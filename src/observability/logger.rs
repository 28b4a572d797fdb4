//! Structured log records and the logger that emits them.
//!
//! # Responsibilities
//! - Build immutable `LogRecord`s (level, message, fields, timestamp)
//! - Hand each record to the configured sink exactly once
//! - Bind a correlation ID to every record of a request (`RequestLogger`)
//!
//! # Design Decisions
//! - Fields are a key-ordered map so rendering is deterministic
//! - Emission never fails: sink errors and panics are swallowed and counted
//! - Reserved keys in fields are renamed on output, never dropped

use std::collections::BTreeMap;
use std::fmt;
use std::panic::{self, AssertUnwindSafe};
use std::sync::atomic::{AtomicU64, Ordering};
use std::sync::Arc;

use chrono::{DateTime, SecondsFormat, Utc};
use serde::ser::{SerializeMap, Serializer};
use serde::{Deserialize, Serialize};
use serde_json::Value;

use crate::http::request::CorrelationId;
use crate::observability::sink::LogSink;

/// Structured fields attached to a record.
pub type Fields = BTreeMap<String, Value>;

/// Field name carrying the correlation ID.
pub const CORRELATION_FIELD: &str = "correlationId";

const RESERVED_KEYS: [&str; 3] = ["timestamp", "level", "message"];

/// Record severity.
#[derive(Debug, Clone, Copy, PartialEq, Eq, Hash, Serialize, Deserialize)]
#[serde(rename_all = "lowercase")]
pub enum Level {
    Info,
    Warn,
    Error,
}

impl Level {
    pub fn as_str(&self) -> &'static str {
        match self {
            Level::Info => "info",
            Level::Warn => "warn",
            Level::Error => "error",
        }
    }
}

impl fmt::Display for Level {
    fn fmt(&self, f: &mut fmt::Formatter<'_>) -> fmt::Result {
        f.write_str(self.as_str())
    }
}

/// A single structured log entry. Immutable once built.
#[derive(Debug, Clone, PartialEq)]
pub struct LogRecord {
    level: Level,
    message: String,
    fields: Fields,
    timestamp: DateTime<Utc>,
}

impl LogRecord {
    /// Build a record stamped with the current time.
    pub fn new(level: Level, message: impl Into<String>, fields: Fields) -> Self {
        Self::at(level, message, fields, Utc::now())
    }

    /// Build a record with a caller-supplied timestamp.
    pub fn at(
        level: Level,
        message: impl Into<String>,
        fields: Fields,
        timestamp: DateTime<Utc>,
    ) -> Self {
        Self {
            level,
            message: message.into(),
            fields,
            timestamp,
        }
    }

    pub fn level(&self) -> Level {
        self.level
    }

    pub fn message(&self) -> &str {
        &self.message
    }

    pub fn fields(&self) -> &Fields {
        &self.fields
    }

    pub fn field(&self, key: &str) -> Option<&Value> {
        self.fields.get(key)
    }

    pub fn timestamp(&self) -> DateTime<Utc> {
        self.timestamp
    }

    /// Correlation ID carried by this record, if any.
    pub fn correlation_id(&self) -> Option<&str> {
        self.field(CORRELATION_FIELD).and_then(Value::as_str)
    }

    /// Render as a single JSON line (no trailing newline).
    pub fn to_json_line(&self) -> serde_json::Result<String> {
        serde_json::to_string(self)
    }
}

impl LogRecord {
    /// Output key for a reserved field: `fields.<key>`, prefixed again until
    /// it collides with no caller-supplied key.
    fn renamed_key(&self, key: &str) -> String {
        let mut renamed = format!("fields.{key}");
        while self.fields.contains_key(&renamed) {
            renamed.insert_str(0, "fields.");
        }
        renamed
    }
}

impl Serialize for LogRecord {
    fn serialize<S: Serializer>(&self, serializer: S) -> Result<S::Ok, S::Error> {
        let mut map = serializer.serialize_map(Some(self.fields.len() + 3))?;
        map.serialize_entry(
            "timestamp",
            &self.timestamp.to_rfc3339_opts(SecondsFormat::Millis, true),
        )?;
        map.serialize_entry("level", &self.level)?;
        map.serialize_entry("message", &self.message)?;
        for (key, value) in &self.fields {
            if RESERVED_KEYS.contains(&key.as_str()) {
                map.serialize_entry(&self.renamed_key(key), value)?;
            } else {
                map.serialize_entry(key, value)?;
            }
        }
        map.end()
    }
}

/// Process-wide structured logger. Cheap to clone; all clones share one sink.
#[derive(Clone)]
pub struct StructuredLogger {
    sink: Arc<dyn LogSink>,
    dropped: Arc<AtomicU64>,
}

impl StructuredLogger {
    pub fn new(sink: Arc<dyn LogSink>) -> Self {
        Self {
            sink,
            dropped: Arc::new(AtomicU64::new(0)),
        }
    }

    pub fn info(&self, message: impl Into<String>, fields: Fields) {
        self.emit(LogRecord::new(Level::Info, message, fields));
    }

    pub fn warn(&self, message: impl Into<String>, fields: Fields) {
        self.emit(LogRecord::new(Level::Warn, message, fields));
    }

    pub fn error(&self, message: impl Into<String>, fields: Fields) {
        self.emit(LogRecord::new(Level::Error, message, fields));
    }

    /// Write a prepared record. Never fails and never panics.
    pub fn emit(&self, record: LogRecord) {
        let outcome = panic::catch_unwind(AssertUnwindSafe(|| self.sink.write(&record)));
        match outcome {
            Ok(Ok(())) => {}
            Ok(Err(e)) => {
                self.dropped.fetch_add(1, Ordering::Relaxed);
                tracing::debug!(error = %e, record = %record.message(), "Log sink rejected record");
            }
            Err(_) => {
                self.dropped.fetch_add(1, Ordering::Relaxed);
                tracing::debug!(record = %record.message(), "Log sink panicked");
            }
        }
    }

    /// Number of records the sink failed to accept.
    pub fn dropped_records(&self) -> u64 {
        self.dropped.load(Ordering::Relaxed)
    }

    /// Logger bound to a single request's correlation ID.
    pub fn for_request(&self, correlation_id: &CorrelationId) -> RequestLogger {
        RequestLogger {
            inner: self.clone(),
            correlation_id: correlation_id.clone(),
        }
    }
}

impl fmt::Debug for StructuredLogger {
    fn fmt(&self, f: &mut fmt::Formatter<'_>) -> fmt::Result {
        f.debug_struct("StructuredLogger")
            .field("dropped", &self.dropped_records())
            .finish_non_exhaustive()
    }
}

/// Request-scoped logger: stamps the correlation ID on every record.
#[derive(Debug, Clone)]
pub struct RequestLogger {
    inner: StructuredLogger,
    correlation_id: CorrelationId,
}

impl RequestLogger {
    pub fn correlation_id(&self) -> &CorrelationId {
        &self.correlation_id
    }

    pub fn info(&self, message: impl Into<String>, fields: Fields) {
        self.log(Level::Info, message, fields);
    }

    pub fn warn(&self, message: impl Into<String>, fields: Fields) {
        self.log(Level::Warn, message, fields);
    }

    pub fn error(&self, message: impl Into<String>, fields: Fields) {
        self.log(Level::Error, message, fields);
    }

    pub fn log(&self, level: Level, message: impl Into<String>, mut fields: Fields) {
        fields.insert(
            CORRELATION_FIELD.to_string(),
            Value::String(self.correlation_id.to_string()),
        );
        self.inner.emit(LogRecord::new(level, message, fields));
    }
}

#[cfg(test)]
mod tests {
    use super::*;
    use crate::fields;
    use crate::observability::sink::{MemorySink, SinkError};
    use chrono::TimeZone;

    struct FailingSink;

    impl LogSink for FailingSink {
        fn write(&self, _record: &LogRecord) -> Result<(), SinkError> {
            Err(SinkError::Unavailable("closed".into()))
        }
    }

    struct PanickingSink;

    impl LogSink for PanickingSink {
        fn write(&self, _record: &LogRecord) -> Result<(), SinkError> {
            panic!("sink exploded");
        }
    }

    #[test]
    fn test_record_renders_fields_in_key_order() {
        let ts = Utc.with_ymd_and_hms(2024, 1, 2, 3, 4, 5).unwrap();
        let record = LogRecord::at(
            Level::Warn,
            "Deprecated endpoint accessed",
            fields! { "zeta" => 1, "alpha" => "a" },
            ts,
        );
        assert_eq!(
            record.to_json_line().unwrap(),
            r#"{"timestamp":"2024-01-02T03:04:05.000Z","level":"warn","message":"Deprecated endpoint accessed","alpha":"a","zeta":1}"#
        );
    }

    #[test]
    fn test_reserved_keys_are_kept_under_prefix() {
        let record = LogRecord::new(Level::Info, "hello", fields! { "level" => "custom" });
        let line: Value = serde_json::from_str(&record.to_json_line().unwrap()).unwrap();
        assert_eq!(line["level"], "info");
        assert_eq!(line["fields.level"], "custom");
    }

    #[test]
    fn test_renamed_key_does_not_collide_with_literal_key() {
        let record = LogRecord::new(
            Level::Info,
            "hello",
            fields! { "level" => "custom", "fields.level" => "literal" },
        );
        let line = record.to_json_line().unwrap();
        let parsed: serde_json::Map<String, Value> = serde_json::from_str(&line).unwrap();
        assert_eq!(parsed.len(), 5);
        assert_eq!(parsed["level"], "info");
        assert_eq!(parsed["fields.level"], "literal");
        assert_eq!(parsed["fields.fields.level"], "custom");
        assert_eq!(line.matches(r#""fields.level":"#).count(), 1);
    }

    #[test]
    fn test_nested_values_survive_rendering() {
        let record = LogRecord::new(
            Level::Info,
            "nested",
            fields! { "payload" => serde_json::json!({ "a": [1, 2, { "b": null }] }) },
        );
        let line: Value = serde_json::from_str(&record.to_json_line().unwrap()).unwrap();
        assert_eq!(line["payload"], serde_json::json!({ "a": [1, 2, { "b": null }] }));
    }

    #[test]
    fn test_timestamp_attached_automatically() {
        let before = Utc::now();
        let record = LogRecord::new(Level::Info, "now", fields!());
        assert!(record.timestamp() >= before);
        assert!(record.timestamp() <= Utc::now());
    }

    #[test]
    fn test_sink_failures_are_swallowed() {
        let logger = StructuredLogger::new(Arc::new(FailingSink));
        logger.error("first", fields!());
        logger.info("second", fields!());
        assert_eq!(logger.dropped_records(), 2);
    }

    #[test]
    fn test_sink_panic_is_contained() {
        let logger = StructuredLogger::new(Arc::new(PanickingSink));
        logger.warn("boom", fields!());
        assert_eq!(logger.dropped_records(), 1);
    }

    #[test]
    fn test_request_logger_stamps_correlation_id() {
        let sink = Arc::new(MemorySink::new());
        let logger = StructuredLogger::new(sink.clone());
        let id = CorrelationId::generate();
        let scoped = logger.for_request(&id);

        scoped.info("one", fields! { "endpoint" => "/health" });
        scoped.warn("two", fields!());

        let records = sink.records();
        assert_eq!(records.len(), 2);
        assert_eq!(records[0].message(), "one");
        assert_eq!(records[1].message(), "two");
        for record in &records {
            assert_eq!(record.correlation_id(), Some(id.as_str()));
        }
    }
}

- - - - - - -

§ **WHAT TO DO**
Take the lines above from the one containing "to a record." down to the one containing "Hash, Serialize, Deserialize)]", and transcribe them exactly, both ends included.

§ **EXERCISE OUTPUT**
/// Structured fields attached to a record.
pub type Fields = BTreeMap<String, Value>;

/// Field name carrying the correlation ID.
pub const CORRELATION_FIELD: &str = "correlationId";

const RESERVED_KEYS: [&str; 3] = ["timestamp", "level", "message"];

/// Record severity.
#[derive(Debug, Clone, Copy, PartialEq, Eq, Hash, Serialize, Deserialize)]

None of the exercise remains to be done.